— WHAT THE EXERCISE ASKS —
For the entries that follow, restate word for word the line containing "from a single", the line containing "token aborts it.", and every line that lies between them.
#####
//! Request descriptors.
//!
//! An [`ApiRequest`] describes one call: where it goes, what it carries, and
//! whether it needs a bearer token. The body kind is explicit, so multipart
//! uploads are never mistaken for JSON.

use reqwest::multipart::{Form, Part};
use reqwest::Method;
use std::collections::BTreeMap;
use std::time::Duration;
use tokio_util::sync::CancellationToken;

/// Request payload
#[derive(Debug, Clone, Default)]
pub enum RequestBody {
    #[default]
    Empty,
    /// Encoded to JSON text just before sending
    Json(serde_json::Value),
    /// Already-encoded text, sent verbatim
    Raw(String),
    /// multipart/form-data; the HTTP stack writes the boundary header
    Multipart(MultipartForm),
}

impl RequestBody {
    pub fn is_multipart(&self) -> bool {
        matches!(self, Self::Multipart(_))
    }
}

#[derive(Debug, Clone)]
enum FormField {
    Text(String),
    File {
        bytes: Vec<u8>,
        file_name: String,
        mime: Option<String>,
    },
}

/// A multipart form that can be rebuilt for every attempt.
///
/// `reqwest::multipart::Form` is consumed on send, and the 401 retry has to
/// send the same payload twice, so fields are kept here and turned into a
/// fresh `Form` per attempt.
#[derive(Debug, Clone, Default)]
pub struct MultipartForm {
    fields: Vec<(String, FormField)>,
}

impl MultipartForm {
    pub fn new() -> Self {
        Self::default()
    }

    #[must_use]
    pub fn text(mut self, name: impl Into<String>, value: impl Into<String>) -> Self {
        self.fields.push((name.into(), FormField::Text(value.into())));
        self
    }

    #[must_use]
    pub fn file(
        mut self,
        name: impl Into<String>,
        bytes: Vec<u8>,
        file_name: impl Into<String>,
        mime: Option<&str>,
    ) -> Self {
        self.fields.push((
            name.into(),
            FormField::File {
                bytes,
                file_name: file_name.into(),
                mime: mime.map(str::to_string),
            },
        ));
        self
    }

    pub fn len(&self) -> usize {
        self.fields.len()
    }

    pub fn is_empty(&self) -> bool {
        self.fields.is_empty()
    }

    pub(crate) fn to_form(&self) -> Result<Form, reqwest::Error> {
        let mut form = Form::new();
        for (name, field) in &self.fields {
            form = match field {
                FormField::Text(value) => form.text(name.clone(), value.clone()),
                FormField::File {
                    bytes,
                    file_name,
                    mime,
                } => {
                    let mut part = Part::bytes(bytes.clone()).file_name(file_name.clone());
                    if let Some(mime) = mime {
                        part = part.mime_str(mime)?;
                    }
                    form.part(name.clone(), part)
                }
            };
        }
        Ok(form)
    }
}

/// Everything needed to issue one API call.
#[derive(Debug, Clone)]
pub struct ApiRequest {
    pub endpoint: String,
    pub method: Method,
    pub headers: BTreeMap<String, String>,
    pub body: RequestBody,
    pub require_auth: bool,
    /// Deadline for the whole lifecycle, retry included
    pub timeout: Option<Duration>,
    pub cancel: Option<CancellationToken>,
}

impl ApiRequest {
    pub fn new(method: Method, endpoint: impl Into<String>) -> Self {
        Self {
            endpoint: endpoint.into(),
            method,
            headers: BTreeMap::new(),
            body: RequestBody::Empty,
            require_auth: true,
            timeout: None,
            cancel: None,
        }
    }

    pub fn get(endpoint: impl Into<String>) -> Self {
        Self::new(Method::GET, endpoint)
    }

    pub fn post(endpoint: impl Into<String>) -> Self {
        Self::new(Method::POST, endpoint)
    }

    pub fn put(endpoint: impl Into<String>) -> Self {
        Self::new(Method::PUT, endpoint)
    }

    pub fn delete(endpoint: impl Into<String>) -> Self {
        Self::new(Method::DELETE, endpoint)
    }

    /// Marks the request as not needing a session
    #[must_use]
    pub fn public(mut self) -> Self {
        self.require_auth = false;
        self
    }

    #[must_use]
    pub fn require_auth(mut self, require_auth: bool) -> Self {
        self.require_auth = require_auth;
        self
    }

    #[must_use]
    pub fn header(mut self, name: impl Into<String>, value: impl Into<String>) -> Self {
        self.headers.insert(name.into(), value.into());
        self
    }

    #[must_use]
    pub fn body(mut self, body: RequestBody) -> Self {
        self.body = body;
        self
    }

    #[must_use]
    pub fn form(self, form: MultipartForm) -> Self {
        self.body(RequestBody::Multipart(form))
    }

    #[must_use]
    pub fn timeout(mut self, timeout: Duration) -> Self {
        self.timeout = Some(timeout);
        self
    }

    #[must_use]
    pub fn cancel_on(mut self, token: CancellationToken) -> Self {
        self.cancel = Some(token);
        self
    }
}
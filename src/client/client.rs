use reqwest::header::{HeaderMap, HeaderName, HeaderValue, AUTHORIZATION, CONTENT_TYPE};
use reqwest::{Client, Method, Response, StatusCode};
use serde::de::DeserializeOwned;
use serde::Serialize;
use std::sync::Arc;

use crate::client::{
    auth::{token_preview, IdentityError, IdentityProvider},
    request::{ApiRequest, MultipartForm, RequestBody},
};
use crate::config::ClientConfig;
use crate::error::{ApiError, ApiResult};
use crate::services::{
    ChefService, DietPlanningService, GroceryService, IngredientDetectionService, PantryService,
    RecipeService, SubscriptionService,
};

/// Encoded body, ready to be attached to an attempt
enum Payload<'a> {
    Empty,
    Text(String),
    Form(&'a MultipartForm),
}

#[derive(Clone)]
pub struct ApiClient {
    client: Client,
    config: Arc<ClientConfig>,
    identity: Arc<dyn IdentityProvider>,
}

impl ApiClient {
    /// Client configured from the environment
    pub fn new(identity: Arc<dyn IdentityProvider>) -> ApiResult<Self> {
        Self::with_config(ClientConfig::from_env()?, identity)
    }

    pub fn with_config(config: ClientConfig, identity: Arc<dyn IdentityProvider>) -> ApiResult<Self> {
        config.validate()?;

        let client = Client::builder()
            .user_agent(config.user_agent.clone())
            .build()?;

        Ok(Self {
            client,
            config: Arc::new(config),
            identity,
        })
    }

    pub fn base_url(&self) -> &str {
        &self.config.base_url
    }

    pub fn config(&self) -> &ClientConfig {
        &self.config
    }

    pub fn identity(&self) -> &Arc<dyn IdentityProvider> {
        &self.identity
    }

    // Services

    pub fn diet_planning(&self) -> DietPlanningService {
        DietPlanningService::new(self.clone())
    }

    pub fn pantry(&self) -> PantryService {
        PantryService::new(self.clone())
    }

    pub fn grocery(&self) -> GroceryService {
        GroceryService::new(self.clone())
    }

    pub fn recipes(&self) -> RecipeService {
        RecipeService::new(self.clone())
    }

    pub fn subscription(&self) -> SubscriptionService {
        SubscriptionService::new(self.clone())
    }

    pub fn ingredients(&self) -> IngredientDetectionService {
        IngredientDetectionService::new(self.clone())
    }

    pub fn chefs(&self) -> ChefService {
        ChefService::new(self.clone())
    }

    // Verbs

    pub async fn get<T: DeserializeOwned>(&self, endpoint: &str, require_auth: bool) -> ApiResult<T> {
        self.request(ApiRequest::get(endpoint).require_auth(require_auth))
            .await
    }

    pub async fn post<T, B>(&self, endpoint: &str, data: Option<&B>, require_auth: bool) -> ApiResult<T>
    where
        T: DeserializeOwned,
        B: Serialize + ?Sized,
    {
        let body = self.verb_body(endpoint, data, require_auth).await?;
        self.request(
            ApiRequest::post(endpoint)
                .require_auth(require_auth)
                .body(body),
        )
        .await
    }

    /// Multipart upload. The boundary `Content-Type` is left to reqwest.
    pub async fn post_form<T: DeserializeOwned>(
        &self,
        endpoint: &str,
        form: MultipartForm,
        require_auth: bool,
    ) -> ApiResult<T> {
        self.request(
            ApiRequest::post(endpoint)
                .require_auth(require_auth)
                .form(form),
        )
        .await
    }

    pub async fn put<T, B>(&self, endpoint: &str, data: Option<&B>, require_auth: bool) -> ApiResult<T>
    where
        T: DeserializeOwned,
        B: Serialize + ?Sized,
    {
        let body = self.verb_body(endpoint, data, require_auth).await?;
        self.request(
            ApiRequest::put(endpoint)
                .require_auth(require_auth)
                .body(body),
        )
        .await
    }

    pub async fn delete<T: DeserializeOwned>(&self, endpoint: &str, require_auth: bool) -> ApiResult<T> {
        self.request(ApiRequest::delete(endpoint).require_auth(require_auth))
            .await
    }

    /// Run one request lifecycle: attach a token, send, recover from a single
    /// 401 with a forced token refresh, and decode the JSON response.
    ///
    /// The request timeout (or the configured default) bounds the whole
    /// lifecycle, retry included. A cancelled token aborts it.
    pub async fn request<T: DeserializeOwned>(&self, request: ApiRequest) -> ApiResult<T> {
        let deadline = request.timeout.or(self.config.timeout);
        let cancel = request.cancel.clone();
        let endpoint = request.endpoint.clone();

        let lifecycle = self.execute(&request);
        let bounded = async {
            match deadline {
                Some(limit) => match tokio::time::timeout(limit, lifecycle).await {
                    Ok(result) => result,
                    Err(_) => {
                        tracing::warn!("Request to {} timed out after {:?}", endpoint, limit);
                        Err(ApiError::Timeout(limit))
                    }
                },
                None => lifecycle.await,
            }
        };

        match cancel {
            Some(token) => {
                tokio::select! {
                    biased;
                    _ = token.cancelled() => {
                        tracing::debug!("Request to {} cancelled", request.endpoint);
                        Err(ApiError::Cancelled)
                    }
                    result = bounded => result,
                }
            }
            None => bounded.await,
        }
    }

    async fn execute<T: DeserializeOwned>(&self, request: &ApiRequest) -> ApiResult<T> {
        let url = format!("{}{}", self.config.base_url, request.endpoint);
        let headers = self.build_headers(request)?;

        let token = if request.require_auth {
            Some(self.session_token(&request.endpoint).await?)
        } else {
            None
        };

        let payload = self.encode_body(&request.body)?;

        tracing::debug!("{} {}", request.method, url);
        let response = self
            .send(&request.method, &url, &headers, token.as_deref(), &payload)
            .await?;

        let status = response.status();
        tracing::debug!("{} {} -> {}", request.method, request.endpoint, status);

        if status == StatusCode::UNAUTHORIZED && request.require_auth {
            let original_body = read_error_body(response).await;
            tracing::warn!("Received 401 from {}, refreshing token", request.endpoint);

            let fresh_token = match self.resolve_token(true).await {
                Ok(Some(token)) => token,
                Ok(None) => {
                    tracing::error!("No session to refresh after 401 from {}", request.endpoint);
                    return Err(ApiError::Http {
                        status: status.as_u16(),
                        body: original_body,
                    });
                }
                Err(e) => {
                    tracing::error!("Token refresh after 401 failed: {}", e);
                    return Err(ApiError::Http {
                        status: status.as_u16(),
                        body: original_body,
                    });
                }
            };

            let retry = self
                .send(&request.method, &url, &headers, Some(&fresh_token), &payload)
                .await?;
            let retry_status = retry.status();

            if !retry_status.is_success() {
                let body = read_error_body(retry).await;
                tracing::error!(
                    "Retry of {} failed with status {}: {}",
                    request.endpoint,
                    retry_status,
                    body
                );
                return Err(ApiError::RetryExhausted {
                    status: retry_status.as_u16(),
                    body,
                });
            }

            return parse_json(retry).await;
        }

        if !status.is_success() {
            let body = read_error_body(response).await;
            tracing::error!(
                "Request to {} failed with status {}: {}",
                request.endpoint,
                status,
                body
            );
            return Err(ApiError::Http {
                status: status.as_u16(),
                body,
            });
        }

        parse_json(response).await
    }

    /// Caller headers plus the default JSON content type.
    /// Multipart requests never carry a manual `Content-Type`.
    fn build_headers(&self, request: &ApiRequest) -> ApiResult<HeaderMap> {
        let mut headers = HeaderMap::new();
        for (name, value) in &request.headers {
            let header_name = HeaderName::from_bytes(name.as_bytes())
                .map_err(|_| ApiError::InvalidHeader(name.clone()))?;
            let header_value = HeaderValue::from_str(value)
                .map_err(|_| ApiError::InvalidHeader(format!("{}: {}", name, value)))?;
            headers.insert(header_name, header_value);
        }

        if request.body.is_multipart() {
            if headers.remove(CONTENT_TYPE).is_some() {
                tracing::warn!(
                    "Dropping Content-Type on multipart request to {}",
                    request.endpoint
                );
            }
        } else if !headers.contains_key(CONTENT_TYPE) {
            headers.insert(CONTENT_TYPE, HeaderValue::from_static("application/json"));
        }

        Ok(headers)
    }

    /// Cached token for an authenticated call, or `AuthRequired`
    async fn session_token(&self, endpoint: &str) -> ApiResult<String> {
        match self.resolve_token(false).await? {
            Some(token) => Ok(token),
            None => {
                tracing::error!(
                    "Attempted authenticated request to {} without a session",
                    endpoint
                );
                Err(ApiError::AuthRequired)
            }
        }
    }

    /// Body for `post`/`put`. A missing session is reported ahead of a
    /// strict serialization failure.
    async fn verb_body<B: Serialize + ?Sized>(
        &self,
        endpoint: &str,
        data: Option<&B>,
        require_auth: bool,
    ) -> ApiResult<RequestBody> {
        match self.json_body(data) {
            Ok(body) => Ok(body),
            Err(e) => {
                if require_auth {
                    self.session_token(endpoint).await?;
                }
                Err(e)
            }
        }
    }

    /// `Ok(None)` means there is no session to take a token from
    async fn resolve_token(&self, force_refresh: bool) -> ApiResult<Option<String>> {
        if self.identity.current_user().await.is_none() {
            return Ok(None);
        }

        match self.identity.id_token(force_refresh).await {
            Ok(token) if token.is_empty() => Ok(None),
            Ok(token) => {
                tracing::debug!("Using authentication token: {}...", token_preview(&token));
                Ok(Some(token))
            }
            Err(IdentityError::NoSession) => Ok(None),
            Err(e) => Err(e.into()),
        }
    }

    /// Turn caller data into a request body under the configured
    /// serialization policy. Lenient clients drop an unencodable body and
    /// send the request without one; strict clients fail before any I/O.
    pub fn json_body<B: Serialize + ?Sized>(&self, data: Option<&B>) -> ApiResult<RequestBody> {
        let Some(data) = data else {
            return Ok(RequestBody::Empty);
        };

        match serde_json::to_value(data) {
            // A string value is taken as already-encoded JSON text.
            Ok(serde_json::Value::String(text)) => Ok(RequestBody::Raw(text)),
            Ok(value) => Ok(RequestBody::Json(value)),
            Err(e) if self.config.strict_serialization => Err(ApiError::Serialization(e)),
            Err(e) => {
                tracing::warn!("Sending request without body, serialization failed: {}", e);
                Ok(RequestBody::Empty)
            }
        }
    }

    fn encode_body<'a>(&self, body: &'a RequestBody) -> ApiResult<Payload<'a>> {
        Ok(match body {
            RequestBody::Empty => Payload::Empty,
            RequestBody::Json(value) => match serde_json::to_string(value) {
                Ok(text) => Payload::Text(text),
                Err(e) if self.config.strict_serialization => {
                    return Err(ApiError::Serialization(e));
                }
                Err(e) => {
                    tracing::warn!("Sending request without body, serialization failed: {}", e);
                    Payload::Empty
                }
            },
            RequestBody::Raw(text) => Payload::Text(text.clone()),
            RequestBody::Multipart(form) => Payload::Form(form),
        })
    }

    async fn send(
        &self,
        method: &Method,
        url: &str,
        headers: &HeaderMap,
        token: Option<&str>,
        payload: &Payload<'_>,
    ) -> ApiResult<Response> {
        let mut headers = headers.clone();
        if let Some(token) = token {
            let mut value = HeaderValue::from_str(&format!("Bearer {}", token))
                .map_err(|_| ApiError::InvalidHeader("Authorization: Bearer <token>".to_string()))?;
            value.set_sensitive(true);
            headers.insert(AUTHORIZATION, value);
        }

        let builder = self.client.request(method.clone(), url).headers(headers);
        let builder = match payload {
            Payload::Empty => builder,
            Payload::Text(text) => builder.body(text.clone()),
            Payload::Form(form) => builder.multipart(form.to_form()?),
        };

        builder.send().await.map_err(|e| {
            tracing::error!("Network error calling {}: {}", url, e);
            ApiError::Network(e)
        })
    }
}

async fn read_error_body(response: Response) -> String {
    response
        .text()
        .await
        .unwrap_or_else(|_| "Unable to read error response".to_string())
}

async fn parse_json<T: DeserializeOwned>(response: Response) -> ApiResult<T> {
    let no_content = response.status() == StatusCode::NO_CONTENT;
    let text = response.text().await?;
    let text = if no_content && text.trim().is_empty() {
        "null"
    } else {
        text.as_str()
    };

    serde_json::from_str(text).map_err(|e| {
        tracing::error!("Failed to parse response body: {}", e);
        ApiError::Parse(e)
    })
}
#####
— RESPONSE AREA —
    /// Run one request lifecycle: attach a token, send, recover from a single
    /// 401 with a forced token refresh, and decode the JSON response.
    ///
    /// The request timeout (or the configured default) bounds the whole
    /// lifecycle, retry included. A cancelled token aborts it.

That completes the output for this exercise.